▶ [AIM OF THE TASK]
Using the data that follows, report how many lines include "MaintenanceError"; output no other text.

═════ RECORD EXCERPTS ═════

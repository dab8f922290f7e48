//! End-to-end tests for incremental view maintenance.

use vireo_database::{
    AggFunc, CmpOp, Database, DataType, MaintenanceError, Predicate, QueryNode, Row, SetOpKind,
    TableDef, Value,
};

fn db_with_table() -> std::sync::Arc<Database> {
    let db = Database::new();
    db.create_table(
        TableDef::builder("t")
            .column("a", DataType::Int64)
            .column("b", DataType::Int64)
            .build()
            .unwrap(),
    )
    .unwrap();
    db
}

fn values(rows: &[Row]) -> Vec<Vec<Value>> {
    rows.iter().map(|r| r.values.clone()).collect()
}

#[test]
fn count_per_group_tracks_inserts_and_deletes() {
    let db = db_with_table();
    let mut s = db.connect();
    s.create_view(
        "counts",
        QueryNode::scan("t").aggregate(vec![0], vec![AggFunc::CountStar]),
        true,
    )
    .unwrap();

    s.insert("t", vec![Value::Int64(1), Value::Int64(10)]).unwrap();
    s.insert("t", vec![Value::Int64(1), Value::Int64(20)]).unwrap();
    s.insert("t", vec![Value::Int64(2), Value::Int64(30)]).unwrap();

    assert_eq!(
        values(&s.query_view("counts").unwrap()),
        vec![
            vec![Value::Int64(1), Value::Int64(2)],
            vec![Value::Int64(2), Value::Int64(1)],
        ]
    );

    s.delete_where("t", &Predicate::compare(1, CmpOp::Eq, Value::Int64(20)))
        .unwrap();
    assert_eq!(
        values(&s.query_view("counts").unwrap()),
        vec![
            vec![Value::Int64(1), Value::Int64(1)],
            vec![Value::Int64(2), Value::Int64(1)],
        ]
    );

    // Deleting the last row of a group removes the group's view row.
    s.delete_where("t", &Predicate::compare(0, CmpOp::Eq, Value::Int64(1)))
        .unwrap();
    assert_eq!(
        values(&s.query_view("counts").unwrap()),
        vec![vec![Value::Int64(2), Value::Int64(1)]]
    );
}

#[test]
fn update_moves_row_between_groups() {
    let db = db_with_table();
    let mut s = db.connect();
    s.create_view(
        "sums",
        QueryNode::scan("t").aggregate(vec![0], vec![AggFunc::Sum(1)]),
        true,
    )
    .unwrap();

    s.insert("t", vec![Value::Int64(1), Value::Int64(10)]).unwrap();
    s.insert("t", vec![Value::Int64(2), Value::Int64(5)]).unwrap();

    let updated = s
        .update_where(
            "t",
            &Predicate::compare(0, CmpOp::Eq, Value::Int64(1)),
            &[(0, Value::Int64(2))],
        )
        .unwrap();
    assert_eq!(updated, 1);

    assert_eq!(
        values(&s.query_view("sums").unwrap()),
        vec![vec![Value::Int64(2), Value::Float64(15.0)]]
    );
}

#[test]
fn min_survives_extremum_deletion() {
    let db = db_with_table();
    let mut s = db.connect();
    s.create_view(
        "mins",
        QueryNode::scan("t").aggregate(vec![0], vec![AggFunc::Min(1)]),
        true,
    )
    .unwrap();

    s.insert("t", vec![Value::Int64(1), Value::Int64(3)]).unwrap();
    s.insert("t", vec![Value::Int64(1), Value::Int64(9)]).unwrap();
    s.insert("t", vec![Value::Int64(1), Value::Int64(7)]).unwrap();

    s.delete_where("t", &Predicate::compare(1, CmpOp::Eq, Value::Int64(3)))
        .unwrap();
    assert_eq!(
        values(&s.query_view("mins").unwrap()),
        vec![vec![Value::Int64(1), Value::Int64(7)]]
    );
}

#[test]
fn global_aggregate_keeps_one_row() {
    let db = db_with_table();
    let mut s = db.connect();
    s.create_view(
        "totals",
        QueryNode::scan("t").aggregate(vec![], vec![AggFunc::CountStar, AggFunc::Sum(1)]),
        true,
    )
    .unwrap();

    assert_eq!(
        values(&s.query_view("totals").unwrap()),
        vec![vec![Value::Int64(0), Value::Null]]
    );

    s.insert("t", vec![Value::Int64(1), Value::Int64(10)]).unwrap();
    assert_eq!(
        values(&s.query_view("totals").unwrap()),
        vec![vec![Value::Int64(1), Value::Float64(10.0)]]
    );

    s.delete_where("t", &Predicate::compare(0, CmpOp::Eq, Value::Int64(1)))
        .unwrap();
    assert_eq!(
        values(&s.query_view("totals").unwrap()),
        vec![vec![Value::Int64(0), Value::Null]]
    );
}

#[test]
fn join_view_updates_from_either_side() {
    let db = Database::new();
    db.create_table(
        TableDef::builder("users")
            .column("id", DataType::Int64)
            .build()
            .unwrap(),
    )
    .unwrap();
    db.create_table(
        TableDef::builder("orders")
            .column("user_id", DataType::Int64)
            .column("amount", DataType::Int64)
            .build()
            .unwrap(),
    )
    .unwrap();

    let mut s = db.connect();
    s.create_view(
        "user_orders",
        QueryNode::scan("users").join(QueryNode::scan("orders"), vec![(0, 0)]),
        true,
    )
    .unwrap();

    s.insert("orders", vec![Value::Int64(1), Value::Int64(10)]).unwrap();
    assert!(s.query_view("user_orders").unwrap().is_empty());

    s.insert("users", vec![Value::Int64(1)]).unwrap();
    assert_eq!(
        values(&s.query_view("user_orders").unwrap()),
        vec![vec![Value::Int64(1), Value::Int64(1), Value::Int64(10)]]
    );

    s.delete_where("orders", &Predicate::compare(0, CmpOp::Eq, Value::Int64(1)))
        .unwrap();
    assert!(s.query_view("user_orders").unwrap().is_empty());
}

#[test]
fn distinct_view_hides_duplicates() {
    let db = db_with_table();
    let mut s = db.connect();
    s.create_view(
        "distinct_a",
        QueryNode::scan("t").project(vec![0]).distinct(),
        true,
    )
    .unwrap();

    s.insert("t", vec![Value::Int64(1), Value::Int64(10)]).unwrap();
    s.insert("t", vec![Value::Int64(1), Value::Int64(20)]).unwrap();
    assert_eq!(
        values(&s.query_view("distinct_a").unwrap()),
        vec![vec![Value::Int64(1)]]
    );

    // One duplicate goes away; the distinct row stays until the last one.
    s.delete_where("t", &Predicate::compare(1, CmpOp::Eq, Value::Int64(10)))
        .unwrap();
    assert_eq!(
        values(&s.query_view("distinct_a").unwrap()),
        vec![vec![Value::Int64(1)]]
    );

    s.delete_where("t", &Predicate::compare(1, CmpOp::Eq, Value::Int64(20)))
        .unwrap();
    assert!(s.query_view("distinct_a").unwrap().is_empty());
}

#[test]
fn set_operation_views() {
    let db = Database::new();
    for name in ["a", "b"] {
        db.create_table(
            TableDef::builder(name)
                .column("x", DataType::Int64)
                .build()
                .unwrap(),
        )
        .unwrap();
    }
    let mut s = db.connect();
    let left = || QueryNode::scan("a");
    let right = || QueryNode::scan("b");
    s.create_view("u", QueryNode::set_op(SetOpKind::Union, left(), right()), true)
        .unwrap();
    s.create_view(
        "ua",
        QueryNode::set_op(SetOpKind::UnionAll, left(), right()),
        true,
    )
    .unwrap();
    s.create_view(
        "i",
        QueryNode::set_op(SetOpKind::Intersect, left(), right()),
        true,
    )
    .unwrap();
    s.create_view(
        "e",
        QueryNode::set_op(SetOpKind::Except, left(), right()),
        true,
    )
    .unwrap();

    s.insert("a", vec![Value::Int64(1)]).unwrap();
    s.insert("a", vec![Value::Int64(2)]).unwrap();
    s.insert("b", vec![Value::Int64(2)]).unwrap();

    assert_eq!(
        values(&s.query_view("u").unwrap()),
        vec![vec![Value::Int64(1)], vec![Value::Int64(2)]]
    );
    assert_eq!(
        values(&s.query_view("ua").unwrap()),
        vec![
            vec![Value::Int64(1)],
            vec![Value::Int64(2)],
            vec![Value::Int64(2)]
        ]
    );
    assert_eq!(
        values(&s.query_view("i").unwrap()),
        vec![vec![Value::Int64(2)]]
    );
    assert_eq!(
        values(&s.query_view("e").unwrap()),
        vec![vec![Value::Int64(1)]]
    );

    // Removing the right-hand copy brings 2 back into the difference.
    s.delete_where("b", &Predicate::compare(0, CmpOp::Eq, Value::Int64(2)))
        .unwrap();
    assert_eq!(
        values(&s.query_view("e").unwrap()),
        vec![vec![Value::Int64(1)], vec![Value::Int64(2)]]
    );
    assert!(s.query_view("i").unwrap().is_empty());
}

#[test]
fn unpopulated_view_rejects_queries_until_refreshed() {
    let db = db_with_table();
    let mut s = db.connect();
    s.create_view("v", QueryNode::scan("t"), false).unwrap();

    let err = s.query_view("v").unwrap_err();
    assert!(matches!(err, MaintenanceError::ViewNotPopulated { .. }));

    // Base writes while unpopulated are fine; maintenance is a no-op.
    s.insert("t", vec![Value::Int64(1), Value::Int64(10)]).unwrap();

    s.refresh_view("v", true).unwrap();
    assert_eq!(
        values(&s.query_view("v").unwrap()),
        vec![vec![Value::Int64(1), Value::Int64(10)]]
    );
}

#[test]
fn refresh_matches_incremental_result() {
    let db = db_with_table();
    let mut s = db.connect();
    s.create_view(
        "v",
        QueryNode::scan("t").aggregate(vec![0], vec![AggFunc::CountStar, AggFunc::Avg(1)]),
        true,
    )
    .unwrap();

    for i in 0..20 {
        s.insert("t", vec![Value::Int64(i % 3), Value::Int64(i)]).unwrap();
    }
    s.delete_where("t", &Predicate::compare(1, CmpOp::Lt, Value::Int64(5)))
        .unwrap();

    let incremental = values(&s.query_view("v").unwrap());
    s.refresh_view("v", true).unwrap();
    let refreshed = values(&s.query_view("v").unwrap());
    assert_eq!(incremental, refreshed);

    // Refresh is idempotent.
    s.refresh_view("v", true).unwrap();
    assert_eq!(values(&s.query_view("v").unwrap()), refreshed);
}

#[test]
fn refresh_with_no_data_unpopulates() {
    let db = db_with_table();
    let mut s = db.connect();
    s.create_view("v", QueryNode::scan("t"), true).unwrap();
    s.insert("t", vec![Value::Int64(1), Value::Int64(10)]).unwrap();

    s.refresh_view("v", false).unwrap();
    assert!(matches!(
        s.query_view("v").unwrap_err(),
        MaintenanceError::ViewNotPopulated { .. }
    ));
}

#[test]
fn ineligible_queries_rejected_at_creation() {
    let db = db_with_table();
    let mut s = db.connect();
    let nested = QueryNode::scan("t")
        .aggregate(vec![0], vec![AggFunc::CountStar])
        .distinct();
    assert!(matches!(
        s.create_view("v", nested, true).unwrap_err(),
        MaintenanceError::IneligibleQueryShape { .. }
    ));

    // Unknown tables are caught before the catalog changes.
    assert!(matches!(
        s.create_view("v", QueryNode::scan("missing"), true).unwrap_err(),
        MaintenanceError::TableNotFound { .. }
    ));
    assert!(matches!(
        s.query_view("v").unwrap_err(),
        MaintenanceError::ViewNotFound { .. }
    ));
}

#[test]
fn drop_view_stops_maintenance() {
    let db = db_with_table();
    let mut s = db.connect();
    s.create_view("v", QueryNode::scan("t"), true).unwrap();
    s.drop_view("v").unwrap();
    s.insert("t", vec![Value::Int64(1), Value::Int64(10)]).unwrap();
    assert!(matches!(
        s.query_view("v").unwrap_err(),
        MaintenanceError::ViewNotFound { .. }
    ));
}

#[test]
fn self_join_maintained_in_one_statement() {
    let db = db_with_table();
    let mut s = db.connect();
    s.create_view(
        "pairs",
        QueryNode::scan("t").join(QueryNode::scan("t"), vec![(0, 0)]),
        true,
    )
    .unwrap();

    s.insert("t", vec![Value::Int64(1), Value::Int64(10)]).unwrap();
    // One matching row on each side joins with itself exactly once.
    assert_eq!(s.query_view("pairs").unwrap().len(), 1);

    s.insert("t", vec![Value::Int64(1), Value::Int64(20)]).unwrap();
    // Two rows with the same key produce four pairs.
    assert_eq!(s.query_view("pairs").unwrap().len(), 4);
}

═════

▶ [OUTPUT FOR THIS EXERCISE]
7